Financial services companies, including technology oriented (fintech) start-ups, are emerging to challenge the roles of banks and the large financial institutions. Fintechs are rapidly transforming and disrupting the marketplace by providing digital or ‘robo-advice’ using highly sophisticated algorithms operating on mobile and web-based environments.

Last month, the Minister for Revenue and Financial Services, Kelly O’Dwyer, announced the Turnbull Government’s intention to introduce professional standards legislation to set higher competence and ethical standards for human financial advisers – a move that is already under pressure from the robo environment.

While the financial advice sector has expanded and matured over the past two decades, fuelled in part by new technologies, the regulatory framework has taken time to catch up. However, the rapid pace of ICT development – with A.T. Kearney predicting robo-advisers in the US will manage investment assets worth $2 trillion by 2020 – makes it critical that we plan for a world where technology is in the driver’s seat.

Indeed, Sam Sicilia, the chief investment officer of industry superannuation fund Hostplus has even suggested that Artificial Intelligence (AI) will make human financial advisers redundant within the next 10 years. Policy decisions might influence that outcome, but as learning machines become smarter, their ability to undertake a wider range of functions will only increase.

Where is the dividing line between human financial advisers and robo-advisers?

In March this year, ASIC canvassed the financial services industry on how robo-advisers should be regulated, consulting with stakeholders about the practicality of requiring expertise to explain the scope, design, rules and risks behind the algorithms used to provide financial advice.

Then in August, ASIC laid down guidelines for monitoring and testing algorithms. The regulatory guidance also requires businesses carrying out robo-advice to have people within the business who understand the ‘rationale, risk and rules’ used by the algorithms and have the skills to review the resulting robo-advice.

The ASIC position does not go as far as the one adopted by the EU, which provides an explicit ‘right to explain’ and ‘right to challenge’ on decisions made by algorithms. Nor does the ASIC guidance place an explicit onus on the algorithmic provider to explain, in simple terms, the logic behind an algorithmic decision. This might be intentional since algorithms may involve highly complex code and technical considerations well beyond the skillset expected from an average financial services adviser.

In addition, the logic behind an algorithm can include confidential trade secrets and other legal concerns, with a forced disclosure potentially risking a fintech start-up’s competitive advantage and trade secrets.

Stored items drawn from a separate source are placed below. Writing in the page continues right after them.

#[cfg(test)]
mod tests {
    use super::*;
    use std::sync::Arc;

    fn viewer(object_id: &str, user_id: &str) -> StoredTuple {
        StoredTuple::new("document", object_id, "viewer", "user", user_id, None)
    }

    async fn write(store: &MemoryTupleStore, tuples: Vec<StoredTuple>) -> u64 {
        store.write(tuples, vec![]).await.unwrap().txid
    }

    async fn delete(store: &MemoryTupleStore, tuples: Vec<StoredTuple>) -> u64 {
        store.write(vec![], tuples).await.unwrap().txid
    }

    async fn read_all(store: &MemoryTupleStore) -> Vec<StoredTuple> {
        let snapshot = store.watermark().await.unwrap();
        store
            .read_tuples(&TupleFilter::default(), snapshot)
            .await
            .unwrap()
    }

    #[tokio::test]
    async fn test_new_store_is_empty() {
        let store = MemoryTupleStore::new();
        assert_eq!(store.watermark().await.unwrap(), 0);
        assert!(read_all(&store).await.is_empty());
    }

    #[tokio::test]
    async fn test_write_and_read_tuple() {
        let store = MemoryTupleStore::new();
        let txid = write(&store, vec![viewer("doc1", "alice")]).await;
        assert_eq!(txid, 1);

        let tuples = store
            .read_relation("document", "doc1", "viewer", txid)
            .await
            .unwrap();
        assert_eq!(tuples, vec![viewer("doc1", "alice")]);

        let tuples = store
            .read_relation("document", "doc1", "editor", txid)
            .await
            .unwrap();
        assert!(tuples.is_empty(), "Expected empty result for other relation");
    }

    #[tokio::test]
    async fn test_one_txid_per_write() {
        let store = MemoryTupleStore::new();
        let outcome = store
            .write(
                vec![viewer("doc1", "alice"), viewer("doc2", "bob"), viewer("doc3", "carol")],
                vec![],
            )
            .await
            .unwrap();
        assert_eq!(outcome.txid, 1);
        assert_eq!(outcome.written, 3);
        assert_eq!(read_all(&store).await.len(), 3);
        assert_eq!(write(&store, vec![viewer("doc4", "dave")]).await, 2);
    }

    #[tokio::test]
    async fn test_write_is_idempotent() {
        let store = MemoryTupleStore::new();
        write(&store, vec![viewer("doc1", "alice")]).await;
        let outcome = store
            .write(vec![viewer("doc1", "alice"), viewer("doc1", "alice")], vec![])
            .await
            .unwrap();
        assert_eq!(outcome.written, 0);
        assert_eq!(read_all(&store).await.len(), 1);
        assert_eq!(store.record_count(), 1);
    }

    #[tokio::test]
    async fn test_delete_is_a_tombstone() {
        let store = MemoryTupleStore::new();
        let created = write(&store, vec![viewer("doc1", "alice")]).await;
        let deleted = delete(&store, vec![viewer("doc1", "alice")]).await;

        let now = store
            .read_relation("document", "doc1", "viewer", deleted)
            .await
            .unwrap();
        assert!(now.is_empty());

        // An older snapshot still sees the tuple.
        let before = store
            .read_relation("document", "doc1", "viewer", created)
            .await
            .unwrap();
        assert_eq!(before.len(), 1);
        assert_eq!(store.record_count(), 1);
    }

    #[tokio::test]
    async fn test_delete_is_idempotent() {
        let store = MemoryTupleStore::new();
        write(&store, vec![viewer("doc1", "alice")]).await;
        delete(&store, vec![viewer("doc1", "alice")]).await;
        let outcome = store
            .write(vec![], vec![viewer("doc1", "alice"), viewer("doc9", "nobody")])
            .await
            .unwrap();
        assert_eq!(outcome.deleted, 0);
    }

    #[tokio::test]
    async fn test_rewrite_after_delete_creates_new_record() {
        let store = MemoryTupleStore::new();
        write(&store, vec![viewer("doc1", "alice")]).await;
        let deleted = delete(&store, vec![viewer("doc1", "alice")]).await;
        let recreated = write(&store, vec![viewer("doc1", "alice")]).await;

        assert!(store
            .read_relation("document", "doc1", "viewer", deleted)
            .await
            .unwrap()
            .is_empty());
        assert_eq!(
            store
                .read_relation("document", "doc1", "viewer", recreated)
                .await
                .unwrap()
                .len(),
            1
        );
        assert_eq!(store.record_count(), 2);
    }

    #[tokio::test]
    async fn test_delete_and_write_in_one_transaction() {
        let store = MemoryTupleStore::new();
        let first = write(&store, vec![viewer("doc1", "alice")]).await;
        let swap = store
            .write(vec![viewer("doc1", "bob")], vec![viewer("doc1", "alice")])
            .await
            .unwrap();

        let at_swap = store
            .read_relation("document", "doc1", "viewer", swap.txid)
            .await
            .unwrap();
        assert_eq!(at_swap, vec![viewer("doc1", "bob")]);
        let at_first = store
            .read_relation("document", "doc1", "viewer", first)
            .await
            .unwrap();
        assert_eq!(at_first, vec![viewer("doc1", "alice")]);
    }

    #[tokio::test]
    async fn test_filter_tuples() {
        let store = MemoryTupleStore::new();
        let txid = write(
            &store,
            vec![
                viewer("doc1", "alice"),
                viewer("doc2", "alice"),
                viewer("doc2", "bob"),
                StoredTuple::new("folder", "f1", "owner", "user", "alice", None),
            ],
        )
        .await;

        let by_user = TupleFilter {
            user: Some("user:alice".to_string()),
            ..Default::default()
        };
        assert_eq!(store.read_tuples(&by_user, txid).await.unwrap().len(), 3);

        let by_object = TupleFilter {
            object_type: Some("document".to_string()),
            object_id: Some("doc2".to_string()),
            ..Default::default()
        };
        assert_eq!(store.read_tuples(&by_object, txid).await.unwrap().len(), 2);

        let by_relation = TupleFilter {
            relation: Some("owner".to_string()),
            ..Default::default()
        };
        let owners = store.read_tuples(&by_relation, txid).await.unwrap();
        assert_eq!(owners.len(), 1);
        assert_eq!(owners[0].object_type, "folder");
    }

    #[tokio::test]
    async fn test_invalid_user_filter_returns_error() {
        let store = MemoryTupleStore::new();
        let filter = TupleFilter {
            user: Some("alice".to_string()),
            ..Default::default()
        };
        let result = store.read_tuples(&filter, 0).await;
        assert!(matches!(result, Err(StorageError::InvalidFilter { .. })));
    }

    #[tokio::test]
    async fn test_reverse_lookup_includes_usersets() {
        let store = MemoryTupleStore::new();
        let txid = write(
            &store,
            vec![
                StoredTuple::new("document", "doc1", "viewer", "group", "eng", Some("member".into())),
                StoredTuple::new("folder", "f1", "viewer", "group", "eng", None),
                StoredTuple::new("group", "eng", "member", "user", "alice", None),
            ],
        )
        .await;

        let edges = store.read_by_user("group", "eng", txid).await.unwrap();
        assert_eq!(edges.len(), 2);
        assert_eq!(edges[0].user_relation.as_deref(), Some("member"));
        assert_eq!(edges[1].user_relation, None);

        let filter = TupleFilter {
            user: Some("group:eng#member".to_string()),
            ..Default::default()
        };
        let usersets = store.read_tuples(&filter, txid).await.unwrap();
        assert_eq!(usersets.len(), 1);
        assert_eq!(usersets[0].object_id, "doc1");
    }

    #[tokio::test]
    async fn test_conditions_are_part_of_identity() {
        let store = MemoryTupleStore::new();
        let conditional = viewer("doc1", "alice")
            .with_condition("ip_allowlist", Some(serde_json::json!({"cidr": "10.0.0.0/8"})));
        let outcome = store
            .write(vec![viewer("doc1", "alice"), conditional.clone()], vec![])
            .await
            .unwrap();
        assert_eq!(outcome.written, 2);

        let filter = TupleFilter {
            condition_name: Some("ip_allowlist".to_string()),
            ..Default::default()
        };
        let tuples = store.read_tuples(&filter, outcome.txid).await.unwrap();
        assert_eq!(tuples, vec![conditional]);
    }

    #[tokio::test]
    async fn test_changing_condition_context_conflicts() {
        let store = MemoryTupleStore::new();
        let first = viewer("doc1", "alice").with_condition("c", Some(serde_json::json!({"a": 1})));
        write(&store, vec![first]).await;

        let second = viewer("doc1", "alice").with_condition("c", Some(serde_json::json!({"a": 2})));
        let result = store.write(vec![second.clone()], vec![]).await;
        assert!(matches!(result, Err(StorageError::ConditionConflict(_))));
        // Nothing committed.
        assert_eq!(store.watermark().await.unwrap(), 1);

        // Replacing it in one transaction is allowed.
        let first = viewer("doc1", "alice").with_condition("c", None);
        let outcome = store.write(vec![second], vec![first]).await.unwrap();
        assert_eq!((outcome.written, outcome.deleted), (1, 1));
    }

    #[tokio::test]
    async fn test_invalid_tuple_rejected_before_commit() {
        let store = MemoryTupleStore::new();
        let result = store
            .write(vec![viewer("doc1", "alice"), viewer("", "bob")], vec![])
            .await;
        assert!(matches!(result, Err(StorageError::InvalidInput { .. })));
        assert_eq!(store.watermark().await.unwrap(), 0);
        assert_eq!(store.record_count(), 0);
    }

    #[tokio::test]
    async fn test_list_object_ids() {
        let store = MemoryTupleStore::new();
        write(
            &store,
            vec![
                viewer("doc3", "alice"),
                viewer("doc1", "alice"),
                viewer("doc1", "bob"),
                StoredTuple::new("folder", "f1", "viewer", "user", "alice", None),
            ],
        )
        .await;
        let txid = delete(&store, vec![viewer("doc3", "alice")]).await;

        let ids = store.list_object_ids("document", txid).await.unwrap();
        assert_eq!(ids, vec!["doc1"]);
        let ids = store.list_object_ids("document", txid - 1).await.unwrap();
        assert_eq!(ids, vec!["doc1", "doc3"]);
        assert!(store.list_object_ids("team", txid).await.unwrap().is_empty());
    }

    #[tokio::test]
    async fn test_future_snapshot_rejected() {
        let store = MemoryTupleStore::new();
        write(&store, vec![viewer("doc1", "alice")]).await;
        let result = store.read_relation("document", "doc1", "viewer", 5).await;
        assert!(matches!(
            result,
            Err(StorageError::SnapshotInFuture {
                txid: 5,
                watermark: 1
            })
        ));
    }

    #[tokio::test]
    async fn test_compaction_removes_old_tombstones() {
        let store = MemoryTupleStore::new();
        write(&store, vec![viewer("doc1", "alice"), viewer("doc2", "bob")]).await;
        let first_delete = delete(&store, vec![viewer("doc1", "alice")]).await;
        let second_delete = delete(&store, vec![viewer("doc2", "bob")]).await;
        assert_eq!(store.record_count(), 2);

        let removed = store.compact(first_delete).await.unwrap();
        assert_eq!(removed, 1);
        assert_eq!(store.record_count(), 1);

        // Snapshots behind the horizon can no longer be served exactly.
        let result = store.read_relation("document", "doc2", "viewer", 1).await;
        assert!(matches!(result, Err(StorageError::SnapshotUnavailable { .. })));

        let visible = store
            .read_relation("document", "doc2", "viewer", first_delete)
            .await
            .unwrap();
        assert_eq!(visible.len(), 1);
        assert!(store
            .read_by_user("user", "alice", second_delete)
            .await
            .unwrap()
            .is_empty());
    }

    #[tokio::test]
    async fn test_read_overtaken_by_compaction_fails() {
        let store = MemoryTupleStore::new();
        let written = write(&store, vec![viewer("doc1", "alice")]).await;
        let deleted = delete(&store, vec![viewer("doc1", "alice")]).await;

        // A reader at `written` passed its snapshot check and took the index
        // entries, then compaction ran before it looked the records up.
        store.check_snapshot(written).unwrap();
        let ids = store.ids_for_relation(&(
            "document".to_string(),
            "doc1".to_string(),
            "viewer".to_string(),
        ));
        assert_eq!(ids.len(), 1);
        assert_eq!(store.compact(deleted).await.unwrap(), 1);

        assert!(matches!(
            store.visible(&ids, written),
            Err(StorageError::SnapshotUnavailable { txid, horizon }) if txid == written && horizon == deleted
        ));
        assert!(store.visible(&ids, deleted).unwrap().is_empty());
    }

    #[tokio::test]
    async fn test_concurrent_writes_dont_lose_data() {
        let store = MemoryTupleStore::new_shared();
        let num_tasks = 100;
        let mut handles = Vec::with_capacity(num_tasks);

        for i in 0..num_tasks {
            let store = Arc::clone(&store);
            handles.push(tokio::spawn(async move {
                store
                    .write(vec![viewer(&format!("doc{i}"), &format!("user{i}"))], vec![])
                    .await
                    .unwrap()
            }));
        }

        let mut txids = HashSet::new();
        for handle in handles {
            txids.insert(handle.await.unwrap().txid);
        }

        assert_eq!(txids.len(), num_tasks, "Every write gets its own txid");
        assert_eq!(store.watermark().await.unwrap(), num_tasks as u64);
        assert_eq!(read_all(&store).await.len(), num_tasks);
    }

    #[tokio::test]
    async fn test_concurrent_reads_while_writing() {
        let store = MemoryTupleStore::new_shared();
        for i in 0..50 {
            write(&store, vec![viewer(&format!("doc{i}"), &format!("user{i}"))]).await;
        }

        let mut handles = Vec::new();
        for i in 50..100 {
            let store = Arc::clone(&store);
            handles.push(tokio::spawn(async move {
                store
                    .write(vec![viewer(&format!("doc{i}"), &format!("user{i}"))], vec![])
                    .await
                    .unwrap();
            }));
        }
        for _ in 0..50 {
            let store = Arc::clone(&store);
            handles.push(tokio::spawn(async move {
                let snapshot = store.watermark().await.unwrap();
                let seen = store
                    .read_tuples(&TupleFilter::default(), snapshot)
                    .await
                    .unwrap();
                // Exactly the committed transactions are visible.
                assert_eq!(seen.len() as u64, snapshot);
            }));
        }

        for handle in handles {
            handle.await.unwrap();
        }
        assert_eq!(read_all(&store).await.len(), 100);
    }
}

The US Securities and Exchange Commission (SEC) is currently exploring how to regulate robo-advisers with Commissioner Kara M. Stein asking, “Who is responsible when algorithms go awry? …In a world where programming errors are just as damaging to investors as improper sales practices, our regulatory approach may need to evolve.”

In a recent public address, she said, “In our capital markets, we have in many ways already gone the way of the robotic, driverless car, without having a robust discussion of how we should regulate it. Estimates for total market volume attributable to algorithmic trading routinely exceed 50 per cent. We are not in the testing phase.”

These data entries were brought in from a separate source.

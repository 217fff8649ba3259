//! Expand: the full userset tree behind a relation.
//!
//! Unlike check, expand never short-circuits. Computed relations,
//! tuple-to-userset targets and stored usersets are all expanded in place,
//! guarded by the same depth limit and a per-path cycle check on
//! `object#relation`. Each `object#relation` is expanded once per call;
//! later occurrences become `Ref` nodes pointing at the first.

use std::time::Duration;

use tokio::time::timeout;
use tracing::instrument;

use crate::error::{DomainError, DomainResult};
use crate::model::{Rewrite, Subject, TypedId};

use super::context::{is_usable, CallContext, TraversalContext};
use super::graph_resolver::{parse_object, validate_relation_name, BoxFuture, GraphResolver};
use super::token::ConsistencyToken;
use super::traits::{ModelReader, TupleReader};
use super::types::{ExpandNode, ExpandRequest, ExpandResult};

impl<T, M> GraphResolver<T, M>
where
    T: TupleReader + 'static,
    M: ModelReader + 'static,
{
    #[instrument(skip(self, request), fields(object = %request.object, relation = %request.relation))]
    pub async fn expand(&self, request: &ExpandRequest) -> DomainResult<ExpandResult> {
        let limit = request.timeout.unwrap_or(self.config.timeout);
        match timeout(limit, self.expand_inner(request, limit)).await {
            Ok(result) => result,
            Err(_) => Err(DomainError::Timeout {
                duration_ms: limit.as_millis() as u64,
            }),
        }
    }

    async fn expand_inner(&self, request: &ExpandRequest, limit: Duration) -> DomainResult<ExpandResult> {
        let object = parse_object(&request.object)?;
        validate_relation_name(&request.relation)?;

        let call = self
            .open_call(request.consistency_token.as_deref(), &[], false, limit)
            .await?;
        call.model.relation(&object.object_type, &request.relation)?;

        let tree = self
            .expand_relation(&call, &TraversalContext::root(), &object, &request.relation)
            .await?;
        Ok(ExpandResult {
            tree,
            consistency_token: ConsistencyToken::new(call.snapshot, call.model.version_id)
                .encode()?,
        })
    }

    fn expand_relation<'a>(
        &'a self,
        call: &'a CallContext,
        ctx: &'a TraversalContext,
        object: &'a TypedId,
        relation: &'a str,
    ) -> BoxFuture<'a, DomainResult<ExpandNode>> {
        Box::pin(async move {
            call.check_deadline()?;
            if ctx.depth > self.config.max_depth {
                return Err(DomainError::DepthLimitExceeded {
                    max_depth: self.config.max_depth,
                });
            }

            let name = format!("{object}#{relation}");
            if ctx.is_on_path(&name) {
                return Ok(ExpandNode::Cycle { name });
            }
            if !call.expanded.insert(name.clone()) {
                return Ok(ExpandNode::Ref { name });
            }

            let relation_def = call.model.relation(&object.object_type, relation)?;
            let inner = ctx.enter(&name);
            self.expand_rewrite(call, &inner, object, relation, &relation_def.rewrite)
                .await
        })
    }

    fn expand_rewrite<'a>(
        &'a self,
        call: &'a CallContext,
        ctx: &'a TraversalContext,
        object: &'a TypedId,
        relation: &'a str,
        rewrite: &'a Rewrite,
    ) -> BoxFuture<'a, DomainResult<ExpandNode>> {
        Box::pin(async move {
            call.check_deadline()?;
            let name = format!("{object}#{relation}");

            let node = match rewrite {
                Rewrite::Direct(_) => {
                    let mut subjects: Vec<Subject> = self
                        .read_direct(call, object, relation, None)
                        .await?
                        .into_iter()
                        .filter(|t| is_usable(t, object, relation))
                        .map(|t| t.subject)
                        .collect();
                    subjects.sort();
                    subjects.dedup();

                    let deeper = ctx.deeper();
                    let mut expanded = Vec::new();
                    for subject in &subjects {
                        if let Subject::Userset(us) = subject {
                            if call
                                .model
                                .relation(&us.object.object_type, &us.relation)
                                .is_ok()
                            {
                                expanded.push(
                                    self.expand_relation(call, &deeper, &us.object, &us.relation)
                                        .await?,
                                );
                            }
                        }
                    }

                    ExpandNode::Leaf {
                        name,
                        users: subjects.iter().map(ToString::to_string).collect(),
                        expanded,
                    }
                }
                Rewrite::Computed(target) => ExpandNode::Computed {
                    name,
                    relation: target.clone(),
                    child: Box::new(
                        self.expand_relation(call, &ctx.deeper(), object, target)
                            .await?,
                    ),
                },
                Rewrite::TupleToUserset {
                    tupleset,
                    computed_relation,
                } => {
                    let deeper = ctx.deeper();
                    let mut children = Vec::new();
                    for target in self.tupleset_targets(call, object, tupleset).await? {
                        if call
                            .model
                            .relation(&target.object_type, computed_relation)
                            .is_err()
                        {
                            continue;
                        }
                        children.push(
                            self.expand_relation(call, &deeper, &target, computed_relation)
                                .await?,
                        );
                    }
                    ExpandNode::TupleToUserset {
                        name,
                        tupleset: tupleset.clone(),
                        computed_relation: computed_relation.clone(),
                        children,
                    }
                }
                Rewrite::Union(branches) => ExpandNode::Union {
                    children: self.expand_all(call, ctx, object, relation, branches).await?,
                    name,
                },
                Rewrite::Intersection(branches) => ExpandNode::Intersection {
                    children: self.expand_all(call, ctx, object, relation, branches).await?,
                    name,
                },
                Rewrite::Exclusion { base, subtract } => ExpandNode::Exclusion {
                    base: Box::new(self.expand_rewrite(call, ctx, object, relation, base).await?),
                    subtract: Box::new(
                        self.expand_rewrite(call, ctx, object, relation, subtract)
                            .await?,
                    ),
                    name,
                },
            };
            Ok(node)
        })
    }

    async fn expand_all(
        &self,
        call: &CallContext,
        ctx: &TraversalContext,
        object: &TypedId,
        relation: &str,
        branches: &[Rewrite],
    ) -> DomainResult<Vec<ExpandNode>> {
        let mut children = Vec::with_capacity(branches.len());
        for branch in branches {
            children.push(self.expand_rewrite(call, ctx, object, relation, branch).await?);
        }
        Ok(children)
    }
}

Her concerns were picked up this month by the Australian Productivity Commission in its draft Data Availability and Use report, which recommends that consumers should have a right to appeal automated decisions.

In his ground-breaking book, “The Second Machine Age”, MIT scientist and futurist Andrew McAfee highlights the limitations of relying too heavily on algorithms, writing: “Ideation, creativity, and innovation are often described as 'thinking outside the box', and this characterisation indicates another large and reasonably sustainable advantage of human over digital labor. Computers and robots remain lousy at doing anything outside the frame of their programming.

However, with the rapid advances in AI and machine learning, that could change.

Who said a machine would not be able to beat humans at chess?

Mr McAfee will discuss this issue further when he presents the keynote at the ACS Reimagination Thought Leaders Summit in Sydney on Wednesday.

Anthony Wong is President of the ACS and Chief Executive of AGW Consulting P/L, a multidisciplinary ICT, Intellectual Property Legal and Consulting Practice.